The coat and that promise was what had gotten me through all these years. The promise of something better. To be someone that everyone respected. I sighed. I knew I didn't have much of a chance. I knew that I couldn't keep my own promise.

I thought about the dream some more. It bothered me that I couldn't remember who the person was, because something told me that they played a very vital part in the whole scheme of things. A knock sounded on my door, startling me. I sat up with a groan, not wanting to get up.

"Who's it?" I called, debating whether or not to simply yell 'go away'.

"It's the candyman, " came the reply. I stared at the door. "Nah, that's a lie, I don't have any candy. It's Xirakumi, open up."

I slid off of my bed, shuffling over to the door. Cracking it open a few inches, I peeked out at him.

"What?" I said, not wanting to be disturbed at the moment. Xirakumi grinned, pushing the door open easily and stepping inside despite my protests.

"Dude, you've got a pretty sweet place. Much better than mine, " he said, strolling right into my personal space. The nerve of some people.

"What are you doing here? I'm trying to relax, " I said, closing the door and leaning against it.

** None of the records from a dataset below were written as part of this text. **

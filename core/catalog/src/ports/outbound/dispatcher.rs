//! 要求ディスパッチャ Outbound ポート
//!
//! 要求（Request）をチケット付きで投げ、応答（Reply）を同じチケット付きで受け取る。
//! 応答の到着順は発行順と一致するとは限らない。

use crate::domain::{
    Category, CategoryId, NewPart, Part, PartId, PartSummary, PartUpdate, Ticket,
};
use crate::ports::outbound::CatalogService;
use common::error::Error;
use serde_json::Value;

/// カタログサービスへの要求 1 件
#[derive(Debug, Clone, PartialEq)]
pub enum Request {
    ListCategories,
    ListParts(CategoryId),
    GetPart(PartId),
    CreatePart(NewPart),
    UpdatePart(PartId, PartUpdate),
    StartRevision(PartId),
}

impl Request {
    /// サービスを呼んで応答を作る（ディスパッチャ実装から呼ぶ）
    pub fn run(&self, service: &dyn CatalogService) -> Reply {
        match self {
            Self::ListCategories => Reply::Categories(service.list_categories()),
            Self::ListParts(category) => Reply::Parts(service.list_parts(category)),
            Self::GetPart(part) => Reply::Part(service.get_part(part)),
            Self::CreatePart(new_part) => Reply::Created(service.create_part(new_part)),
            Self::UpdatePart(part, update) => Reply::Updated(service.update_part(part, update)),
            Self::StartRevision(part) => Reply::Revision(service.start_revision(part)),
        }
    }

    /// ログ用の短い名前
    pub fn name(&self) -> &'static str {
        match self {
            Self::ListCategories => "list_categories",
            Self::ListParts(_) => "list_parts",
            Self::GetPart(_) => "get_part",
            Self::CreatePart(_) => "create_part",
            Self::UpdatePart(..) => "update_part",
            Self::StartRevision(_) => "start_revision",
        }
    }

    /// ログ用の対象 ID（無ければ空文字）
    pub fn subject(&self) -> &str {
        match self {
            Self::ListCategories => "",
            Self::ListParts(category) => category.as_str(),
            Self::GetPart(part) | Self::UpdatePart(part, _) | Self::StartRevision(part) => {
                part.as_str()
            }
            Self::CreatePart(new_part) => new_part.id.as_str(),
        }
    }
}

/// 要求 1 件に対する応答
#[derive(Debug, Clone)]
pub enum Reply {
    Categories(Result<Vec<Category>, Error>),
    Parts(Result<Value, Error>),
    Part(Result<Part, Error>),
    Created(Result<Option<PartSummary>, Error>),
    Updated(Result<Part, Error>),
    Revision(Result<PartId, Error>),
}

/// チケット付きの要求
#[derive(Debug, Clone, PartialEq)]
pub struct Envelope {
    pub ticket: Ticket,
    pub request: Request,
}

/// チケット付きの応答
#[derive(Debug, Clone)]
pub struct Delivery {
    pub ticket: Ticket,
    pub reply: Reply,
}

/// 要求を実行し応答を返す Outbound ポート
///
/// 実装は `InlineDispatcher`（その場で実行）や `ThreadedDispatcher`（ワーカースレッドで実行）。
pub trait RequestDispatcher: Send {
    /// 要求を投げる。呼び出し元をブロックしない実装が望ましい。
    fn submit(&mut self, envelope: Envelope);

    /// 届いている応答を 1 件取り出す（無ければ None、待たない）
    fn try_recv(&mut self) -> Option<Delivery>;

    /// 応答を 1 件待って取り出す。もう届く見込みが無ければ None。
    fn recv(&mut self) -> Option<Delivery>;
}
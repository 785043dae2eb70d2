//! テスト用: メモリ上のカタログと、応答を手で配る Dispatcher


#[cfg(test)]
pub use stub::{ManualDispatcher, StubCatalog};
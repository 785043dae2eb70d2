//! アダプター（ポートの実装）
//!
//! usecase はポートの trait 経由でのみカタログサービスに触れる。
//! 実装は HTTP クライアント・Dispatcher の標準実装や、テスト用のスタブを注入する。

pub mod config;
pub mod dispatch;
pub mod http_catalog;
pub mod stub_catalog;

pub use config::{resolve_config, ClientConfig, ConfigOverrides};
pub use dispatch::{InlineDispatcher, ThreadedDispatcher};
pub use http_catalog::HttpCatalog;
#[cfg(test)]
pub use stub_catalog::{ManualDispatcher, StubCatalog};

"Not trying to sleep, though. This schedule's pretty rigorous. Don't you think you should be getting some shut-eye?" He replied coyly, flipping through my cds. I huffed, storming into the small side kitchen to get something to drink, as well as would calm me down. The dorm rooms were built like little apartments, with a kitchen, a bathroom, and a large front room. The younger kids lived with the older kids until they were old enough for their own rooms. There were less newcomers this year, so I was lucky to have my room to myself. I opened the fridge, taking out a bottle of water (you didn't want to drink the tap water in this place) and turning to the cupboards, pulling a small purple vial out of the top one. The label on it read: SLEEP.

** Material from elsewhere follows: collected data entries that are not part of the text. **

//! クライアント設定の解決（adapter 層）
//!
//! 優先順位: 既定値 < <home>/config.json < 環境変数 GITPLM_API_BASE < CLI 引数

use common::error::Error;
use common::ports::outbound::EnvResolver;
use serde::Deserialize;
use std::fs;
use std::path::{Path, PathBuf};
use std::time::Duration;

pub const DEFAULT_BASE_URL: &str = "http://localhost:8080";
pub const DEFAULT_TIMEOUT_SECS: u64 = 30;

/// 解決済みのクライアント設定
#[derive(Debug, Clone, PartialEq)]
pub struct ClientConfig {
    /// カタログサービスのベース URL（末尾の / は除く）
    pub base_url: String,
    /// 1 要求あたりのタイムアウト
    pub timeout: Duration,
    /// JSONL ログの出力先（None なら出さない）
    pub log_file: Option<PathBuf>,
}

impl Default for ClientConfig {
    fn default() -> Self {
        Self {
            base_url: DEFAULT_BASE_URL.to_string(),
            timeout: Duration::from_secs(DEFAULT_TIMEOUT_SECS),
            log_file: None,
        }
    }
}

/// CLI から渡される上書き値
#[derive(Debug, Clone, Default, PartialEq)]
pub struct ConfigOverrides {
    pub base_url: Option<String>,
    pub timeout_secs: Option<u64>,
}

/// config.json の中身
#[derive(Debug, Default, Deserialize)]
struct ClientConfigRaw {
    #[serde(alias = "api_base")]
    base_url: Option<String>,
    #[serde(alias = "timeout")]
    timeout_secs: Option<u64>,
    log_file: Option<PathBuf>,
}

impl ClientConfigRaw {
    fn parse(json: &str) -> Result<Self, serde_json::Error> {
        serde_json::from_str(json)
    }
}

fn read_config_file(path: &Path) -> Result<ClientConfigRaw, Error> {
    if !path.exists() {
        return Ok(ClientConfigRaw::default());
    }
    let content = fs::read_to_string(path)?;
    ClientConfigRaw::parse(&content)
        .map_err(|e| Error::env(format!("Invalid config file {}: {}", path.display(), e)))
}

fn normalize_base_url(url: &str) -> String {
    url.trim().trim_end_matches('/').to_string()
}

/// 設定を解決する。ホームディレクトリが分からなければ設定ファイルとログは使わない。
pub fn resolve_config(
    env: &dyn EnvResolver,
    overrides: &ConfigOverrides,
) -> Result<ClientConfig, Error> {
    let home = env.resolve_home_dir().ok();
    let raw = match &home {
        Some(home) => read_config_file(&home.config_file())?,
        None => ClientConfigRaw::default(),
    };

    let base_url = overrides
        .base_url
        .clone()
        .or_else(|| env.var("GITPLM_API_BASE"))
        .or(raw.base_url)
        .map(|u| normalize_base_url(&u))
        .filter(|u| !u.is_empty())
        .unwrap_or_else(|| DEFAULT_BASE_URL.to_string());

    let timeout_secs = overrides
        .timeout_secs
        .or(raw.timeout_secs)
        .unwrap_or(DEFAULT_TIMEOUT_SECS);
    if timeout_secs == 0 {
        return Err(Error::invalid_argument("timeout must be at least 1 second"));
    }

    let log_file = raw
        .log_file
        .or_else(|| home.as_ref().map(|h| h.default_log_file()));

    Ok(ClientConfig {
        base_url,
        timeout: Duration::from_secs(timeout_secs),
        log_file,
    })
}
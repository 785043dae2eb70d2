//! ユースケース層: ナビゲータ・エディタと、それらを束ねるセッション

pub mod editor;
pub mod navigator;
pub mod session;

pub use editor::{Draft, PartEditor};
pub use navigator::CatalogNavigator;
pub use session::{CatalogSession, SessionEvent};

use crate::ports::outbound::Envelope;

/// 応答を反映した結果
#[derive(Debug)]
pub enum ReplyOutcome {
    /// 状態に反映した
    Applied,
    /// もう待っていない応答なので捨てた
    Stale,
    /// 反映した上で、続けて送る要求がある（作成後の一覧再取得・リビジョン後の読み込み）
    FollowUp(Envelope),
}
//! アダプター（ポートの標準実装）
//!
//! usecase はポートの trait 経由でのみログ・環境変数に触れる。
//! 実装は標準実装（Std*）やテスト用のもの（Noop / Memory / Map）を注入する。

pub mod file_json_log;
pub mod human_log;
pub mod std_env_resolver;

pub use file_json_log::{FileJsonLog, NoopLog};
pub use human_log::{format_line, MemoryLog, StderrLog, TeeLog};
pub use std_env_resolver::{MapEnvResolver, StdEnvResolver};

"I'm going to sleep now, so I'd appreciate it if you got out, " I said, and turned around to see Xirakumi standing not half a foot away from me. He ignored my annoyed look and grabbed the vial from me before I could stop him. I jumped to grab it back, but he held it out of my reach. Damn all the tall people of the world.

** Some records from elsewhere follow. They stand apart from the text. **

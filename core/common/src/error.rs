//! エラーハンドリング
//!
//! 全レイヤーで共有するエラー型。各バリアントは終了コード（sysexits 準拠）に対応する。

/// 共通エラー型
#[derive(Debug, Clone, PartialEq, Eq, thiserror::Error)]
pub enum Error {
    /// 引数不正（EX_USAGE）
    #[error("{0}")]
    InvalidArgument(String),
    /// 環境変数・設定ファイルの不備（EX_CONFIG）
    #[error("{0}")]
    Env(String),
    /// ファイル I/O（EX_IOERR）
    #[error("{0}")]
    Io(String),
    /// HTTP 通信・非 2xx 応答（EX_UNAVAILABLE）
    #[error("{0}")]
    Http(String),
    /// JSON の解析・形状不一致（EX_DATAERR）
    #[error("{0}")]
    Json(String),
    /// 内部エラー（EX_SOFTWARE）
    #[error("{0}")]
    System(String),
}

impl Error {
    pub fn invalid_argument(msg: impl Into<String>) -> Self {
        Self::InvalidArgument(msg.into())
    }

    pub fn env(msg: impl Into<String>) -> Self {
        Self::Env(msg.into())
    }

    pub fn io_msg(msg: impl Into<String>) -> Self {
        Self::Io(msg.into())
    }

    pub fn http(msg: impl Into<String>) -> Self {
        Self::Http(msg.into())
    }

    pub fn json(msg: impl Into<String>) -> Self {
        Self::Json(msg.into())
    }

    pub fn system(msg: impl Into<String>) -> Self {
        Self::System(msg.into())
    }

    /// プロセス終了コード
    pub fn exit_code(&self) -> i32 {
        match self {
            Self::InvalidArgument(_) => 64,
            Self::Json(_) => 65,
            Self::Http(_) => 69,
            Self::System(_) => 70,
            Self::Io(_) => 74,
            Self::Env(_) => 78,
        }
    }
}

impl From<std::io::Error> for Error {
    fn from(e: std::io::Error) -> Self {
        Self::Io(e.to_string())
    }
}

impl From<serde_json::Error> for Error {
    fn from(e: serde_json::Error) -> Self {
        Self::Json(e.to_string())
    }
}
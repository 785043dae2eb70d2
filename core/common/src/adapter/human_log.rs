//! 人間向けログ（LogRecord → stderr へ要点のみ出力）と複数 Log への配信

use crate::error::Error;
use crate::ports::outbound::{Log, LogLevel, LogRecord};
use std::sync::Arc;

const FIELDS_SUMMARY_MAX: usize = 200;

/// fields の要点だけを短い文字列にする（巨大化防止）
fn fields_summary(record: &LogRecord) -> String {
    let Some(fields) = record.fields.as_ref() else {
        return String::new();
    };
    let s = serde_json::to_string(fields).unwrap_or_default();
    let len = s.chars().count();
    if len <= FIELDS_SUMMARY_MAX {
        return s;
    }
    let truncated = s.chars().take(FIELDS_SUMMARY_MAX).collect::<String>();
    format!("{}... (len={})", truncated, len)
}

/// 1 行に整形する（`[catalog] warn usecase/stale: message {...}`）
pub fn format_line(record: &LogRecord) -> String {
    let mut line = format!("[catalog] {}", record.level.as_str());
    match (&record.layer, &record.kind) {
        (Some(layer), Some(kind)) => line.push_str(&format!(" {}/{}", layer, kind)),
        (Some(layer), None) => line.push_str(&format!(" {}", layer)),
        (None, Some(kind)) => line.push_str(&format!(" {}", kind)),
        (None, None) => {}
    }
    line.push_str(": ");
    line.push_str(&record.message);
    let summary = fields_summary(record);
    if !summary.is_empty() {
        line.push(' ');
        line.push_str(&summary);
    }
    line
}

/// stderr へ整形出力する Log 実装（-v 指定時）
pub struct StderrLog {
    max_level: LogLevel,
}

impl StderrLog {
    pub fn new(max_level: LogLevel) -> Self {
        Self { max_level }
    }
}

impl Log for StderrLog {
    fn log(&self, record: &LogRecord) -> Result<(), Error> {
        if record.level <= self.max_level {
            eprintln!("{}", format_line(record));
        }
        Ok(())
    }
}

/// 複数の Log へ順に配信する。1 つが失敗しても残りへは配信を続ける（best-effort）。
pub struct TeeLog {
    logs: Vec<Arc<dyn Log>>,
}

impl TeeLog {
    pub fn new(logs: Vec<Arc<dyn Log>>) -> Self {
        Self { logs }
    }
}

impl Log for TeeLog {
    fn log(&self, record: &LogRecord) -> Result<(), Error> {
        let mut first_err = None;
        for log in &self.logs {
            if let Err(e) = log.log(record) {
                first_err.get_or_insert(e);
            }
        }
        match first_err {
            Some(e) => Err(e),
            None => Ok(()),
        }
    }
}

/// テスト用: 受け取った LogRecord を蓄積する Log
#[derive(Default)]
pub struct MemoryLog {
    records: std::sync::Mutex<Vec<LogRecord>>,
}

impl MemoryLog {
    pub fn new() -> Self {
        Self::default()
    }

    /// 記録済みレコードの message 一覧
    pub fn messages(&self) -> Vec<String> {
        self.records
            .lock()
            .map(|r| r.iter().map(|rec| rec.message.clone()).collect())
            .unwrap_or_default()
    }

    /// kind が一致するレコード数
    pub fn count_kind(&self, kind: &str) -> usize {
        self.records
            .lock()
            .map(|r| r.iter().filter(|rec| rec.kind.as_deref() == Some(kind)).count())
            .unwrap_or(0)
    }
}

impl Log for MemoryLog {
    fn log(&self, record: &LogRecord) -> Result<(), Error> {
        self.records
            .lock()
            .map_err(|_| Error::system("log lock poisoned"))?
            .push(record.clone());
        Ok(())
    }
}

#[cfg(test)]
mod tests {
    use super::*;

    struct FailingLog;

    impl Log for FailingLog {
        fn log(&self, _record: &LogRecord) -> Result<(), Error> {
            Err(Error::io_msg("disk full"))
        }
    }

    #[test]
    fn format_line_with_layer_kind_and_fields() {
        let rec = LogRecord::new(LogLevel::Warn, "stale reply discarded")
            .layer("usecase")
            .kind("stale")
            .field("ticket", 2);
        assert_eq!(
            format_line(&rec),
            "[catalog] warn usecase/stale: stale reply discarded {\"ticket\":2}"
        );
    }

    #[test]
    fn format_line_truncates_large_fields() {
        let rec = LogRecord::new(LogLevel::Debug, "big").field("body", "x".repeat(500));
        let line = format_line(&rec);
        assert!(line.contains("... (len="));
    }

    #[test]
    fn format_line_counts_multibyte_fields_in_chars() {
        let rec = LogRecord::new(LogLevel::Debug, "desc").field("body", "抵抗".repeat(80));
        let line = format_line(&rec);
        assert!(!line.contains("... (len="));
        assert!(line.ends_with("\"}"));
    }

    #[test]
    fn tee_log_continues_after_failure() {
        let memory = Arc::new(MemoryLog::new());
        let tee = TeeLog::new(vec![Arc::new(FailingLog), memory.clone()]);
        let result = tee.log(&LogRecord::new(LogLevel::Info, "hello"));
        assert!(result.is_err());
        assert_eq!(memory.messages(), vec!["hello".to_string()]);
    }
}
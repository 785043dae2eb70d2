//! GitPLM クライアント共通ライブラリ
//!
//! `catalog` コマンドとその周辺で共有される機能を提供します。

/// エラーハンドリング
pub mod error;

/// ドメイン型（Newtype）
pub mod domain;

/// Outbound ポート（trait）
pub mod ports;

/// ポートの標準実装
pub mod adapter;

"Sleep potion? I didn't know this stuff was still legal, " he murmured, examining the little bottle. I jumped for it again, and failed to get it back...again. Xirakumi gazed down at me. I glared back up at him.

"Will you give it back, please? And get out!" I growled, grabbing onto his arm in an attempt to pull the vial down within reach. Xirakumi just smiled evilly and all but skipped out of the kitchen. "Xirakumi!"

"Come n' get it, Sora! If you think you're fast enough..." he taunted, running out of my dorm. I stood there for a few seconds, stunned, then realized that he had the one thing that kept my night terrors at bay. I ran after him, not caring that I slammed my door behind me.

I sprinted through the winding hallways, always listening for the sound of his footsteps over my heavy breathing. _I can't believe I let him get a head start, _I thought, almost hitting the wall as I turned a corner too fast. I got a glimpse of his long black hair up ahead, and grinned. Stretching my legs and pushing myself, I ran hard, getting him within my sight. He must have heard my footsteps closing in, because he looked over his shoulder at me, a big smile on his face. I felt my own smile widen, and then fade as I suddenly became dizzy. I stumbled, and fell to my knees as the room began to spin and waver. Xirakumi was at my side in an instant, apologies pouring from his lips like the rain outside. I smiled weakly, falling against him as my vision started to black out.

"S'fine...cuz...I _got_ you...Riku..." I breathed, confusion setting in as I passed out.

**####**

Oh dear, what will happen? Also, please tell me if the story seems to be moving too fast. I seem to have a problem with that sometimes, because I get into a typing/writing frenzy and lose track of the time frame. Chapter four will come soon. ^.^ I want to write it right now, but I should probably get off, as I have been on here with a writer's block since eleven thirty...I've been on for four and a half hours. . Enjoy.


	4. Chapter 4

Tada! Here we go for yet another exciting chapter of The Rain That Melts The Shadows. On an interesting note, authors out there with stories in progress, have you ever been reading your own story, gotten to the part you stopped at, and panicked, saying, "Oh my god, this can't be all, can it? What happens next?" …and then realize that you're the one who's writing it and gets to decide? I do that all the time, and it makes me feel like I've epically failed . Also, something fun about last chapter: Xira says what I always say when I knock and someone calls out "who is it?" I always say the candyman. And they always let me in. :D I love it.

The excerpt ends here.